Senaryonun sertliği, izlenirliliği zorluyor. Biraz sabır gerektiriyor. Sonuçta 2 saati aşan süre boyunca çok kez vahşete yakın sahneler sunuluyor. Kölelere bakış açısı ise belki bu vahşetten daha çok şaşırtıyor ve üzüyor. Çiftlik sahiplerinin kölelere sadece “mal” olarak bakması, bunun için bahaneye bile ihtiyaç duyulmaması zaman zaman sinirlendiriyor. Düşünün, kölelerin zaten günahkar doğduğuna inanıyorlar. Onları satın almak, alırken çıplak vücutlarını kontrol etmek doğal karşılanıyor. Hiçbir şekilde suç işlediklerini düşünmüyorlar. Eğer teniniz beyaz ise siyahileri köle olarak satın alabilir, dilediğiniz şekilde (!) kullanabilirsiniz. Bu paragrafı yazarken bile gerildiğimi hissediyorum. Filmin yaşattığı etkiyi varın siz tahmin edin.

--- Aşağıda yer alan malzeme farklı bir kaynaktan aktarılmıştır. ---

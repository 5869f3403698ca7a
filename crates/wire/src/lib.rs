pub mod channel;
pub mod delta;
pub mod error;
pub mod header;
pub mod message;
pub mod sched;
pub mod traits;
pub mod transport;

pub use channel::Queue;
pub use delta::{DeltaControls, DeltaEntry, DESIRED_CHANGE_SIGNATURE, MIN_UNIT_CHANGE_SIGNATURE};
pub use error::WireError;
pub use header::{ComHeader, MessageType, HEADER_LEN};
pub use message::{Envelope, Message, OocLoadCmd, PhaseMessage, ShardLoaded};
pub use sched::{chunk_count, entries_per_chunk, IdVal, SchedHead, SchedStartParams, SchedType};
pub use traits::Endpoint;
pub use transport::{link_pair, Link};
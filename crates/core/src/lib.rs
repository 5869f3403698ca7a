pub mod config;
pub mod error;
pub mod partition;

pub use config::{
    ClusterConfig, DegeneratePolicy, RunConfig, SchedulerParams, ShardKind, ShardSpec,
    StradsConfig,
};
pub use error::CoreError;
pub use partition::{select_ooc_ranges, ParamRange, PartitionTable, TaskId, TaskRange};
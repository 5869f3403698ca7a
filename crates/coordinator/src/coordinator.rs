use std::collections::VecDeque;
use std::time::{Duration, Instant};

use serde::Serialize;
use tracing::{debug, error, info};

use strads_core::{PartitionTable, StradsConfig};
use strads_wire::{
    chunk_count, entries_per_chunk, Endpoint, Envelope, IdVal, Message, OocLoadCmd,
    SchedStartParams,
};

use crate::error::CoordinatorError;
use crate::handler::RoundHandler;
use crate::objective::ObjectiveLog;
use crate::tracker::PhaseTracker;

/// Pause after a full sweep over the machines found nothing.
const IDLE_BACKOFF: Duration = Duration::from_micros(50);

/// How long a drain waits without progress before it loads the column group
/// of a partition that has not reported.
const DRAIN_SWAP_PATIENCE: Duration = Duration::from_millis(20);

/// Outcome of a completed run.
#[derive(Debug, Clone, PartialEq, Serialize)]
pub struct RunSummary {
    pub iterations: u64,
    pub switch_iter: u64,
    pub elapsed_secs: f64,
    pub restarts: u32,
    pub ooc_loads: u64,
    /// Column-group loads requested to finish a drain.
    pub drain_swaps: u64,
    pub final_objective: Option<f64>,
}

/// Single-threaded control loop over one link per scheduler machine.
pub struct Coordinator<E: Endpoint, H: RoundHandler> {
    config: StradsConfig,
    table: PartitionTable,
    links: Vec<E>,
    handler: H,
    tracker: PhaseTracker,
    log: ObjectiveLog,
    /// Phases that arrived while waiting for a control reply.
    stash: Vec<VecDeque<Envelope>>,
    restarts: u32,
    ooc_group: usize,
    ooc_loads: u64,
    drain_swaps: u64,
}
use crate::error::CoordinatorError;

/// Enforces phase / weight-update alternation per partition.
#[derive(Debug, Clone)]
pub struct PhaseTracker {
    outstanding: Vec<bool>,
}

impl PhaseTracker {
    pub fn new(partitions: usize) -> Self {
        Self {
            outstanding: vec![false; partitions],
        }
    }

    /// A phase arrived from `gid`; it must not already have one unanswered.
    pub fn on_phase(&mut self, gid: usize) -> Result<(), CoordinatorError> {
        match self.outstanding.get_mut(gid) {
            Some(slot) if !*slot => {
                *slot = true;
                Ok(())
            }
            Some(_) => Err(CoordinatorError::Protocol(format!(
                "partition {gid} sent a phase while one is unanswered"
            ))),
            None => Err(CoordinatorError::Protocol(format!(
                "phase from unknown partition {gid}"
            ))),
        }
    }

    /// The phase of `gid` was answered.
    pub fn on_update(&mut self, gid: usize) -> Result<(), CoordinatorError> {
        match self.outstanding.get_mut(gid) {
            Some(slot) if *slot => {
                *slot = false;
                Ok(())
            }
            _ => Err(CoordinatorError::Protocol(format!(
                "weight update for partition {gid} without a phase"
            ))),
        }
    }

    /// Forget every outstanding phase, after a drain.
    pub fn reset(&mut self) {
        self.outstanding.iter_mut().for_each(|s| *s = false);
    }

    pub fn outstanding(&self) -> usize {
        self.outstanding.iter().filter(|s| **s).count()
    }
}

#[cfg(test)]
mod tests {
    use super::*;

    #[test]
    fn alternation_enforced() {
        let mut t = PhaseTracker::new(2);
        t.on_phase(0).unwrap();
        assert!(t.on_phase(0).is_err());
        t.on_phase(1).unwrap();
        assert_eq!(t.outstanding(), 2);
        t.on_update(0).unwrap();
        assert!(t.on_update(0).is_err());
        t.on_phase(0).unwrap();
    }

    #[test]
    fn unknown_partition_rejected() {
        let mut t = PhaseTracker::new(2);
        assert!(t.on_phase(2).is_err());
        assert!(t.on_update(5).is_err());
    }

    #[test]
    fn reset_clears_outstanding() {
        let mut t = PhaseTracker::new(3);
        t.on_phase(0).unwrap();
        t.on_phase(2).unwrap();
        t.reset();
        assert_eq!(t.outstanding(), 0);
        t.on_phase(0).unwrap();
    }
}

IMDB’den 8.5, Rotten Tomatoes’tan 97 almıştır. 2013’ün en takdir toplayan ve beğenilen filmleri arasında yer almaktadır. Adaylıkları yaz yaz bitmeyecek kadar çok:

Oscar: En iyi film, yönetmen, erkek oyuncu, yardımcı erkek oyuncu, yardımcı kadın oyuncu, uyarlama senaryo, prodüksiyon tasarımı, kostüm, kurgu

Altın Küre: En iyi film (kazandı), yönetmen, erkek oyuncu, yardımcı erkek oyuncu, yardımcı kadın oyuncu, senaryo, müzik

Bafta: En iyi film, yönetmen, erkek oyuncu, yardımcı erkek oyuncu, yardımcı kadın oyuncu, uyarlama senaryo, sinematografi, müzik, prodüksiyon tasarımı, kurgu, parlayan yıldız

Henüz tüm Oscar adaylarını izleyemediğim için en iyi film, yönetmen ve oyuncular konusunda biraz kararsızım. Lakin “Gravity” ve 12 Yıllık Esaret’in hayli önde olacağını tahmin ediyorum. Zaten şimdiye kadarki ödüller bu doğrultuda ilerliyor. Yardımcı kadın oyuncuda gönlüm Jennifer Lawrence’tan yana olsa da konu kölelik olunca Oscar bunu fırsat bilip çok başarılı bir performans sergileyen 1983 Meksika doğumlu Lupita Nyong’o için göz kırpabilir. 12 Years a Slave öncesinde Altın Küre ve Bafta’da adaylıkları bulunan 1977 İngiltere doğumlu usta oyuncu Chiwetel Ejiofor, hayli zor bir karakterin üstesinden geliyor. Onu seyrederken “Benim başıma gelse en ufak umudum olmadan ölür giderim” cümlesini birkaç kez aklımdan geçirdim. Bunu düşündürecek kadar başarılıydı.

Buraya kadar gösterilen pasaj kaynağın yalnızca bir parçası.